[Stored data entries]
--------

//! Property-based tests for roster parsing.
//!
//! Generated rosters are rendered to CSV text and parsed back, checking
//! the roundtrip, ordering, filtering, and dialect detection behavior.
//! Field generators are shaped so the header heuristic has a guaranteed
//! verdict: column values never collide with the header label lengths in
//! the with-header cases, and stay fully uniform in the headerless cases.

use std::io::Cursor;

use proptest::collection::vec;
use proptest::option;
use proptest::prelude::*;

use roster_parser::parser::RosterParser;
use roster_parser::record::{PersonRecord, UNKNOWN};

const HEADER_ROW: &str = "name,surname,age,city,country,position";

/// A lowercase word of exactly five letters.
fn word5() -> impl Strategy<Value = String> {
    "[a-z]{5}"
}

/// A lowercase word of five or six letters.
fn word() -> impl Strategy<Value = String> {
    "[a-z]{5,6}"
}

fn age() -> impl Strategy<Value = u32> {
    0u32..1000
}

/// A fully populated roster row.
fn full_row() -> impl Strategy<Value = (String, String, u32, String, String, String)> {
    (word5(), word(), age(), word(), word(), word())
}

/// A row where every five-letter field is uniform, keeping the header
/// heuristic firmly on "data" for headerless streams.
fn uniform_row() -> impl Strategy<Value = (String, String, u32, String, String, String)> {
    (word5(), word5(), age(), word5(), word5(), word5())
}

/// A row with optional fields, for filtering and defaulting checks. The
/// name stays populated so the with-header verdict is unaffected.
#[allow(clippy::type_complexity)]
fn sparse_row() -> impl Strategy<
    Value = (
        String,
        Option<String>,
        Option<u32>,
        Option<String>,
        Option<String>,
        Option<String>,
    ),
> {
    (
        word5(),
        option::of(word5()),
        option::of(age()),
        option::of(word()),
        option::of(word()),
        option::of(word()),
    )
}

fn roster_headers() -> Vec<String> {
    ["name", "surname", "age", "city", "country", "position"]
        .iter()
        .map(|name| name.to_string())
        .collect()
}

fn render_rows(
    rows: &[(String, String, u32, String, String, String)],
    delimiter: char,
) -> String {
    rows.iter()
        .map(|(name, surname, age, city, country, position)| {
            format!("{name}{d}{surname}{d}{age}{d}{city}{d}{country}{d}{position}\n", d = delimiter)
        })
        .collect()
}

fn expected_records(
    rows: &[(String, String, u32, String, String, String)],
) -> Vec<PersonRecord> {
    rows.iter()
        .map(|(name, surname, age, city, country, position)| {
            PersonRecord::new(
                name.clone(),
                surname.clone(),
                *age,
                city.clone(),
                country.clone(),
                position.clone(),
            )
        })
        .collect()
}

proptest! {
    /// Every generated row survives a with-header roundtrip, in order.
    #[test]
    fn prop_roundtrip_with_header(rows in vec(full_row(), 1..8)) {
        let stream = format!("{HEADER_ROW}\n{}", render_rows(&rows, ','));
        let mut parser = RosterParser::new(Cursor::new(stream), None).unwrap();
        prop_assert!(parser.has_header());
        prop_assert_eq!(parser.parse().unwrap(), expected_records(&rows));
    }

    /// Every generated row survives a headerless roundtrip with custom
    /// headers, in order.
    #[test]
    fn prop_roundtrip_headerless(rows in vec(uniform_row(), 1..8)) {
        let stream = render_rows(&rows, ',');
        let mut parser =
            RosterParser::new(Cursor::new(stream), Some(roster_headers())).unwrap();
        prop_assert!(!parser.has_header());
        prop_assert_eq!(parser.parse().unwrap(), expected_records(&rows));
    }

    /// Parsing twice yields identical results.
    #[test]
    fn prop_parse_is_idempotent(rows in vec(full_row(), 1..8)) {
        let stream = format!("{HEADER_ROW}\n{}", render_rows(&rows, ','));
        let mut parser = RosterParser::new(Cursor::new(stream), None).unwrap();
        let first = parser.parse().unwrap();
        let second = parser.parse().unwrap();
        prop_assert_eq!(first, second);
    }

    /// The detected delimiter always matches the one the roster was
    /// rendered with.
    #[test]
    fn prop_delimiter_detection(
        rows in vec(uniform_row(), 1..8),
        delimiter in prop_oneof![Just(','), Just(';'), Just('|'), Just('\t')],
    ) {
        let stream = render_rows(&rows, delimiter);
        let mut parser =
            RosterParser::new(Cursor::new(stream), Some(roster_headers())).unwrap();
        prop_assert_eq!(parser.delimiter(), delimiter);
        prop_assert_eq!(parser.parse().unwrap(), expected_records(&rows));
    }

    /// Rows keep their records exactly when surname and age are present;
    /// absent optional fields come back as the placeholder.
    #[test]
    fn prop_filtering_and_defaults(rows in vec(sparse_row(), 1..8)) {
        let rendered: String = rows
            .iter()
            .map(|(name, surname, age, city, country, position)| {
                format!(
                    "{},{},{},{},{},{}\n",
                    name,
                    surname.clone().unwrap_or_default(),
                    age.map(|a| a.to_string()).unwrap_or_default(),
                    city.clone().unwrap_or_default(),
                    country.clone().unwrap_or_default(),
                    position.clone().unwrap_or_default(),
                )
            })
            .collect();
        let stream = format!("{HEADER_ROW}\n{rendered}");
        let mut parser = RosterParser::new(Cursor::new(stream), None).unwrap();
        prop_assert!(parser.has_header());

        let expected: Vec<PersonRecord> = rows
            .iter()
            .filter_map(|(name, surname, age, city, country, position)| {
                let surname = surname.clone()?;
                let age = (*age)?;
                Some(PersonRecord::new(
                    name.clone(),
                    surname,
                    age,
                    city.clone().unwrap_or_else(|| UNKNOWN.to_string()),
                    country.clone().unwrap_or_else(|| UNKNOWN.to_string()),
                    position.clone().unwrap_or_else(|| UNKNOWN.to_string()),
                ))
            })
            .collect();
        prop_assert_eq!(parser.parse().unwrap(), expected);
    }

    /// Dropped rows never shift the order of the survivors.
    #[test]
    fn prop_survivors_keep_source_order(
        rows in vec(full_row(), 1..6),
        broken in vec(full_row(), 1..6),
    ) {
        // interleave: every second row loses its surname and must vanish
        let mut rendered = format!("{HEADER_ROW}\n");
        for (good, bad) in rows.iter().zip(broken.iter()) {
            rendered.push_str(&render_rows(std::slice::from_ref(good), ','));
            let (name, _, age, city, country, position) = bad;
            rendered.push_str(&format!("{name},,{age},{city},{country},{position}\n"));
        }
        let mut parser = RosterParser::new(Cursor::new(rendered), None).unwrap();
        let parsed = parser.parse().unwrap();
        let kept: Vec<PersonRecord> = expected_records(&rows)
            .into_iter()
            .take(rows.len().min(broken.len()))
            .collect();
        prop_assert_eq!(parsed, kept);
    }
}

--------

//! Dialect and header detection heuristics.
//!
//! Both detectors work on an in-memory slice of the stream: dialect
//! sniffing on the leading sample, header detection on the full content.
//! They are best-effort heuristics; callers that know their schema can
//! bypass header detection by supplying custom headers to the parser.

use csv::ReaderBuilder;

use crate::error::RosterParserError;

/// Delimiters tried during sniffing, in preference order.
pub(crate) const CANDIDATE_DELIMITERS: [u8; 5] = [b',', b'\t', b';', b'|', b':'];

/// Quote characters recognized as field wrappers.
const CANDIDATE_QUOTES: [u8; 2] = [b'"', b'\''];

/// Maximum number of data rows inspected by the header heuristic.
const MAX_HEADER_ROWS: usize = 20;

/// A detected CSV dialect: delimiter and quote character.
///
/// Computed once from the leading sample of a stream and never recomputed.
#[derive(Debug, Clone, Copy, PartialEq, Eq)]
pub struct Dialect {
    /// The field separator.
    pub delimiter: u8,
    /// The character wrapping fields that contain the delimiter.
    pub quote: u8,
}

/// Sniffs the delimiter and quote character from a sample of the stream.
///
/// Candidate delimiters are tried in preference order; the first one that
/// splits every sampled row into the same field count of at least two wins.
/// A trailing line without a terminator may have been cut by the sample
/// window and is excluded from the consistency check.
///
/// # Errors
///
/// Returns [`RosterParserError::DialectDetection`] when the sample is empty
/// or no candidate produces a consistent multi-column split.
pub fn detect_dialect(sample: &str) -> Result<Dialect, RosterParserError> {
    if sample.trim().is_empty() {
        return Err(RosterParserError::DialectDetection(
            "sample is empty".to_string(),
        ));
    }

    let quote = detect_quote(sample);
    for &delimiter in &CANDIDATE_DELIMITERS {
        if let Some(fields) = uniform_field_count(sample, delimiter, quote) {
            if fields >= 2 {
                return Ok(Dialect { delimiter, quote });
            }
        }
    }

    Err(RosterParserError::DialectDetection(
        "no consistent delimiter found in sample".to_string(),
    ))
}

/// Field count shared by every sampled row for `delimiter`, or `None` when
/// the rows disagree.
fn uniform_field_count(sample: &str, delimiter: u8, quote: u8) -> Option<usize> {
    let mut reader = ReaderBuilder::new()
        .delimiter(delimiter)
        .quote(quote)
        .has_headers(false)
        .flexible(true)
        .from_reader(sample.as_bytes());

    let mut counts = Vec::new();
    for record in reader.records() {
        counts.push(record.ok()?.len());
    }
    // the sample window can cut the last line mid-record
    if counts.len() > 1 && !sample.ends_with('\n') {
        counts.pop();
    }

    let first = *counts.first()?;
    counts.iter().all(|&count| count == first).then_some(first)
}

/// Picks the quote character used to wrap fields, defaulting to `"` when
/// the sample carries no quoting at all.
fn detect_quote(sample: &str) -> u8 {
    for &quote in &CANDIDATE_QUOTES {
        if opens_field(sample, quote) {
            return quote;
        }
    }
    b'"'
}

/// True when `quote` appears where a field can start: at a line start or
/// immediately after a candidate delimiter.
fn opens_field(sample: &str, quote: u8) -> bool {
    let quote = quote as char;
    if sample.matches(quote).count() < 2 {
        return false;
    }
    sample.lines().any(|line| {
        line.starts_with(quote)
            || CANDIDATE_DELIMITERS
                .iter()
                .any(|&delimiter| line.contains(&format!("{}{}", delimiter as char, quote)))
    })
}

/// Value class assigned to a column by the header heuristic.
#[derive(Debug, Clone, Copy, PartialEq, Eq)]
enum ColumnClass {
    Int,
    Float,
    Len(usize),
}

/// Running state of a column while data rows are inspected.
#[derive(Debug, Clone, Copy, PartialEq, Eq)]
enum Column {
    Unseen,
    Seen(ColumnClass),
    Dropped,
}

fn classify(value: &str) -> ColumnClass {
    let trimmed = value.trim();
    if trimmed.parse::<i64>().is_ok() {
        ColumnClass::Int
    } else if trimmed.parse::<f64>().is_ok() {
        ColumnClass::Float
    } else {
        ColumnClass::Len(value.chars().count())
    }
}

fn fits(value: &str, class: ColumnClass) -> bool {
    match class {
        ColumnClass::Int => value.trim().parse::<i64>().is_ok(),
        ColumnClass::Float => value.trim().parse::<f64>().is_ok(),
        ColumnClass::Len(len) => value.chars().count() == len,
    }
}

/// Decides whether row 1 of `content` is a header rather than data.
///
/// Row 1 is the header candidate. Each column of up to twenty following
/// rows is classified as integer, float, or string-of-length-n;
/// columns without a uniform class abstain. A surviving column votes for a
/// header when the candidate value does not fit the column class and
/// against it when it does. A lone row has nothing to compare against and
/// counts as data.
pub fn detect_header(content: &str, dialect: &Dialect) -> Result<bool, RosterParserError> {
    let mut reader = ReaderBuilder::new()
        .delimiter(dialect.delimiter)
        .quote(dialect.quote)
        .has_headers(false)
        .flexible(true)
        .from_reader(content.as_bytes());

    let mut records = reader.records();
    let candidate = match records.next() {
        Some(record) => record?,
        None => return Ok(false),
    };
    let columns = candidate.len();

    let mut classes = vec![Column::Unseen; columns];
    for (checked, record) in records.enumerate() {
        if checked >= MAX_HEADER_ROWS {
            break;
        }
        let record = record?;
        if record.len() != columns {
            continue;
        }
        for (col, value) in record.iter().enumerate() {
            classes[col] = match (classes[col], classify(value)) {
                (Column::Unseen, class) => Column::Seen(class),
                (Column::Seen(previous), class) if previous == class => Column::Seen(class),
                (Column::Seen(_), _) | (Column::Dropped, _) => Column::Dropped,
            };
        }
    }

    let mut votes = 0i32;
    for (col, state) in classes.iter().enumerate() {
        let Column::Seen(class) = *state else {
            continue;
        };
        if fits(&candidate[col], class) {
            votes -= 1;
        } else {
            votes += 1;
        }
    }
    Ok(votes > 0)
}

--------

== Description of the task ==
Take the records above and return, word for word, only the lines that fall from the line with "their schema can" to the line with "const MAX_HEADER_ROWS: usize = 20;", both of them included.

== Solution to the exercise ==
//! They are best-effort heuristics; callers that know their schema can
//! bypass header detection by supplying custom headers to the parser.

use csv::ReaderBuilder;

use crate::error::RosterParserError;

/// Delimiters tried during sniffing, in preference order.
pub(crate) const CANDIDATE_DELIMITERS: [u8; 5] = [b',', b'\t', b';', b'|', b':'];

/// Quote characters recognized as field wrappers.
const CANDIDATE_QUOTES: [u8; 2] = [b'"', b'\''];

/// Maximum number of data rows inspected by the header heuristic.
const MAX_HEADER_ROWS: usize = 20;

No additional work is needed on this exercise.